Useful Stats: Post-recession GDP recovery by state, 2000-2019
As the world begins to emerge from the “Great Lockdown” and governments increasingly turn their efforts towards reopening economies, many will look to past recessions for lessons on recovery. This edition of Useful Stats examines the rate of real GDP recovery by state following the recessions of 2001 and 2008.
According to their latest projections, the Congressional Budget Office expects that the U.S. economy will not recover from the current recession until after 2021. However, as seen after the recession in 2001 and again after the Great Recession of 2008, states recover at widely different rates. As shown in the map below, nearly every state had fully recovered to pre-recession levels of GDP within one year following the recession from March to November of 2001. Only three states took longer to recover — with Connecticut taking two years, and Delaware and New York both fully recovering after three years.

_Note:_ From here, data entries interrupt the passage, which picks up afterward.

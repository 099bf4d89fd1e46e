use std::path::PathBuf;
use thiserror::Error;

/// Why a command was refused. All of these print the same `Invalid` line;
/// the variant only reaches the log.
#[derive(Copy, Clone, Debug, PartialEq, Eq, Error)]
pub enum Rejection {
    #[error("privilege too low")]
    PrivilegeTooLow,
    #[error("not logged in")]
    NotLoggedIn,
    #[error("no such account")]
    UnknownAccount,
    #[error("account already exists")]
    DuplicateAccount,
    #[error("password mismatch")]
    WrongPassword,
    #[error("account has an active session")]
    SessionActive,
    #[error("login stack is empty")]
    EmptyLoginStack,
    #[error("no book selected")]
    NoSelection,
    #[error("no such book")]
    UnknownBook,
    #[error("ISBN already used by another book")]
    DuplicateIsbn,
    #[error("not enough stock")]
    InsufficientStock,
    #[error("quantity must be positive")]
    NonPositiveQuantity,
    #[error("cost must be positive")]
    NonPositiveCost,
    #[error("stock would overflow")]
    StockOverflow,
    #[error("window larger than the ledger")]
    WindowTooLarge,
    #[error("value exceeds field capacity")]
    FieldTooLong,
    #[error("malformed argument")]
    Malformed,
    #[error("unknown command")]
    UnknownCommand,
}

#[derive(Debug, Error)]
pub enum Error {
    #[error("invalid operation: {0}")]
    Invalid(#[from] Rejection),

    #[error("could not access {}: {source}", .path.display())]
    Storage {
        path: PathBuf,
        #[source]
        source: std::io::Error,
    },

    #[error("corrupt record file {}: {source}", .path.display())]
    Corrupt {
        path: PathBuf,
        #[source]
        source: bincode::Error,
    },

    #[error("could not write output: {0}")]
    Output(#[from] std::io::Error),

    #[error("could not write listing: {0}")]
    Csv(#[from] csv::Error),
}

impl Error {
    pub fn rejection(&self) -> Option<Rejection> {
        match self {
            Error::Invalid(rejection) => Some(*rejection),
            _ => None,
        }
    }
}

pub type Result<T> = std::result::Result<T, Error>;
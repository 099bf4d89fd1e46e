//! Single-terminal bookstore manager.
//!
//! Accounts with privilege levels, a book catalog and a ledger of signed
//! money movements, each kept in a flat record file that is rewritten after
//! every mutation. [`engine::Engine`] reads one command per line, checks the
//! caller's privilege against the login stack and prints `Invalid` for any
//! rejected command.

pub mod account;
pub mod book;
pub mod config;
pub mod engine;
pub mod error;
pub mod field;
pub mod parser;
pub mod store;
pub mod transaction;

pub use error::{Error, Rejection, Result};
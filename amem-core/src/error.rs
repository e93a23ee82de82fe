//! Error types for amem-core.

use thiserror::Error;

use crate::memory::NoteId;

/// Result type alias using amem-core's Error type.
pub type Result<T> = std::result::Result<T, Error>;

/// Errors that can occur during memory operations.
#[derive(Error, Debug)]
pub enum Error {
    /// Operation referenced a note that does not exist
    #[error("Note not found: {id}")]
    NotFound { id: NoteId },

    /// An external collaborator exceeded its deadline
    #[error("{collaborator} timed out after {duration_ms}ms")]
    CollaboratorTimeout {
        collaborator: String,
        duration_ms: u64,
    },

    /// An external collaborator returned an error or malformed response
    #[error("{collaborator} error: {message}")]
    Collaborator {
        collaborator: String,
        message: String,
    },

    /// Note store error
    #[error("Storage error: {0}")]
    Storage(String),

    /// Caller supplied an invalid value
    #[error("Invalid input: {0}")]
    InvalidInput(String),

    /// Serialization/deserialization error
    #[error("Serialization error: {0}")]
    Serialization(#[from] serde_json::Error),

    /// Configuration error
    #[error("Configuration error: {0}")]
    Config(String),

    /// Internal error
    #[error("Internal error: {0}")]
    Internal(String),
}

impl Error {
    /// Create a not-found error.
    pub fn not_found(id: NoteId) -> Self {
        Self::NotFound { id }
    }

    /// Create a collaborator timeout error.
    pub fn collaborator_timeout(collaborator: impl Into<String>, duration_ms: u64) -> Self {
        Self::CollaboratorTimeout {
            collaborator: collaborator.into(),
            duration_ms,
        }
    }

    /// Create a collaborator error.
    pub fn collaborator(collaborator: impl Into<String>, message: impl Into<String>) -> Self {
        Self::Collaborator {
            collaborator: collaborator.into(),
            message: message.into(),
        }
    }

    /// Whether a retry could succeed. Only collaborator failures qualify.
    pub fn is_retryable(&self) -> bool {
        matches!(
            self,
            Self::CollaboratorTimeout { .. } | Self::Collaborator { .. }
        )
    }

    /// Whether this is a not-found error.
    pub fn is_not_found(&self) -> bool {
        matches!(self, Self::NotFound { .. })
    }
}

impl From<rusqlite::Error> for Error {
    fn from(e: rusqlite::Error) -> Self {
        Self::Storage(e.to_string())
    }
}
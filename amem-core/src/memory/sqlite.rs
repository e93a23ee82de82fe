//! SQLite-backed note store implementation.

use chrono::{DateTime, Utc};
use rusqlite::{params, Connection, OptionalExtension};
use std::collections::BTreeSet;
use std::path::Path;
use std::sync::{Arc, Mutex};

use crate::error::{Error, Result};
use crate::memory::schema::initialize_schema;
use crate::memory::store::NoteStore;
use crate::memory::types::*;

const NOTE_COLUMNS: &str = "id, content, timestamp, keywords, tags, context, category,
                            links, evolution_history, provenance, created_at, updated_at";

/// SQLite-backed note store.
pub struct SqliteNoteStore {
    conn: Arc<Mutex<Connection>>,
}

impl SqliteNoteStore {
    /// Open or create a note store at the given path. `~` is expanded.
    pub fn open(path: impl AsRef<Path>) -> Result<Self> {
        let raw = path.as_ref().to_string_lossy();
        let expanded = shellexpand::tilde(raw.as_ref()).into_owned();
        let conn = Connection::open(expanded)?;
        // Applied migrations are skipped, so existing databases only pick up new ones.
        initialize_schema(&conn)?;

        Ok(Self {
            conn: Arc::new(Mutex::new(conn)),
        })
    }

    /// Create an in-memory store (for testing).
    pub fn in_memory() -> Result<Self> {
        let conn = Connection::open_in_memory()?;
        initialize_schema(&conn)?;

        Ok(Self {
            conn: Arc::new(Mutex::new(conn)),
        })
    }

    fn with_conn<F, T>(&self, f: F) -> Result<T>
    where
        F: FnOnce(&mut Connection) -> Result<T>,
    {
        let mut conn = self
            .conn
            .lock()
            .map_err(|e| Error::Internal(format!("Failed to lock connection: {}", e)))?;
        f(&mut conn)
    }

    fn write_note(conn: &Connection, note: &MemoryNote) -> Result<usize> {
        let rows = conn.execute(
            "UPDATE notes SET
                content = ?2, timestamp = ?3, keywords = ?4, tags = ?5, context = ?6,
                category = ?7, links = ?8, evolution_history = ?9, provenance = ?10,
                created_at = ?11, updated_at = ?12
             WHERE id = ?1",
            params![
                note.id.0 as i64,
                note.content,
                note.timestamp,
                serde_json::to_string(&note.keywords)?,
                serde_json::to_string(&note.tags)?,
                note.context,
                note.category,
                serde_json::to_string(&note.links)?,
                serde_json::to_string(&note.evolution_history)?,
                serde_json::to_string(&note.provenance)?,
                note.created_at.to_rfc3339(),
                note.updated_at.to_rfc3339(),
            ],
        )?;
        Ok(rows)
    }

    fn row_to_note(row: &rusqlite::Row) -> rusqlite::Result<RawNote> {
        Ok(RawNote {
            id: row.get(0)?,
            content: row.get(1)?,
            timestamp: row.get(2)?,
            keywords: row.get(3)?,
            tags: row.get(4)?,
            context: row.get(5)?,
            category: row.get(6)?,
            links: row.get(7)?,
            evolution_history: row.get(8)?,
            provenance: row.get(9)?,
            created_at: row.get(10)?,
            updated_at: row.get(11)?,
        })
    }
}

/// Row as stored, before JSON columns are decoded.
struct RawNote {
    id: i64,
    content: String,
    timestamp: String,
    keywords: String,
    tags: String,
    context: String,
    category: String,
    links: String,
    evolution_history: String,
    provenance: String,
    created_at: String,
    updated_at: String,
}

impl RawNote {
    fn decode(self) -> Result<MemoryNote> {
        let keywords: BTreeSet<String> = serde_json::from_str(&self.keywords)?;
        let tags: BTreeSet<String> = serde_json::from_str(&self.tags)?;
        let links: BTreeSet<NoteId> = serde_json::from_str(&self.links)?;

        Ok(MemoryNote {
            id: NoteId(self.id as u64),
            content: self.content,
            timestamp: self.timestamp,
            keywords,
            tags,
            context: self.context,
            category: self.category,
            links,
            evolution_history: serde_json::from_str(&self.evolution_history)?,
            provenance: serde_json::from_str(&self.provenance)?,
            created_at: parse_datetime(&self.created_at),
            updated_at: parse_datetime(&self.updated_at),
        })
    }
}

impl NoteStore for SqliteNoteStore {
    fn create(&self, note: &MemoryNote) -> Result<NoteId> {
        self.with_conn(|conn| {
            conn.execute(
                "INSERT INTO notes (
                    content, timestamp, keywords, tags, context, category,
                    links, evolution_history, provenance, created_at, updated_at
                ) VALUES (?1, ?2, ?3, ?4, ?5, ?6, ?7, ?8, ?9, ?10, ?11)",
                params![
                    note.content,
                    note.timestamp,
                    serde_json::to_string(&note.keywords)?,
                    serde_json::to_string(&note.tags)?,
                    note.context,
                    note.category,
                    serde_json::to_string(&note.links)?,
                    serde_json::to_string(&note.evolution_history)?,
                    serde_json::to_string(&note.provenance)?,
                    note.created_at.to_rfc3339(),
                    note.updated_at.to_rfc3339(),
                ],
            )?;
            Ok(NoteId(conn.last_insert_rowid() as u64))
        })
    }

    fn get(&self, id: NoteId) -> Result<MemoryNote> {
        let raw = self.with_conn(|conn| {
            let raw = conn
                .query_row(
                    &format!("SELECT {} FROM notes WHERE id = ?1", NOTE_COLUMNS),
                    params![id.0 as i64],
                    Self::row_to_note,
                )
                .optional()?;
            Ok(raw)
        })?;

        raw.ok_or_else(|| Error::not_found(id))?.decode()
    }

    fn put(&self, note: &MemoryNote) -> Result<()> {
        self.with_conn(|conn| {
            if Self::write_note(conn, note)? == 0 {
                return Err(Error::not_found(note.id));
            }
            Ok(())
        })
    }

    fn put_many(&self, notes: &[MemoryNote]) -> Result<()> {
        self.with_conn(|conn| {
            let tx = conn.transaction()?;
            for note in notes {
                if Self::write_note(&tx, note)? == 0 {
                    // Dropping the transaction rolls back earlier writes
                    return Err(Error::not_found(note.id));
                }
            }
            tx.commit()?;
            Ok(())
        })
    }

    fn delete(&self, id: NoteId) -> Result<bool> {
        self.with_conn(|conn| {
            let rows = conn.execute("DELETE FROM notes WHERE id = ?1", params![id.0 as i64])?;
            Ok(rows > 0)
        })
    }

    fn list(&self) -> Result<Vec<MemoryNote>> {
        let raws = self.with_conn(|conn| {
            let mut stmt =
                conn.prepare(&format!("SELECT {} FROM notes ORDER BY id", NOTE_COLUMNS))?;
            let raws = stmt
                .query_map([], Self::row_to_note)?
                .collect::<rusqlite::Result<Vec<_>>>()?;
            Ok(raws)
        })?;

        raws.into_iter().map(RawNote::decode).collect()
    }

    fn len(&self) -> Result<usize> {
        self.with_conn(|conn| {
            let count: i64 = conn.query_row("SELECT COUNT(*) FROM notes", [], |row| row.get(0))?;
            Ok(count as usize)
        })
    }
}

fn parse_datetime(s: &str) -> DateTime<Utc> {
    DateTime::parse_from_rfc3339(s)
        .map(|dt| dt.with_timezone(&Utc))
        .unwrap_or_else(|_| Utc::now())
}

As the longest lasting recession since the Great Depression, the Great Recession had a significantly larger impact on state productivity than the 2001 recession, resulting in a national recovery that took three years to reach pre-recession level of real GDP. The following map shows that most states had fully recovered within three years. However, of these 31 states — shaded green in the map below — only seven states recovered after one year, 13 recovered after two years, and 11 more states took three years for recovery. Of the remaining 19 states, 12 took between four and six years to recover, five needed seven or more years, and three states — Connecticut, Mississippi, and Wyoming — had not yet recovered as of 2019.
Most states took longer to recover after the Great Recession than after the 2001 recession. However, several states — Alaska, Nebraska, New Mexico, North Dakota, and South Dakota — recovered in the same amount of time after each recession, and two states recovered faster after the Great Recession than after 2001. Delaware and New York each took three years to recover after 2001 and both recovered after the Great Recession after just one year. The following interactive chart shows real GDP for each state from 1999 to 2019, and indicates when these two recessions occurred.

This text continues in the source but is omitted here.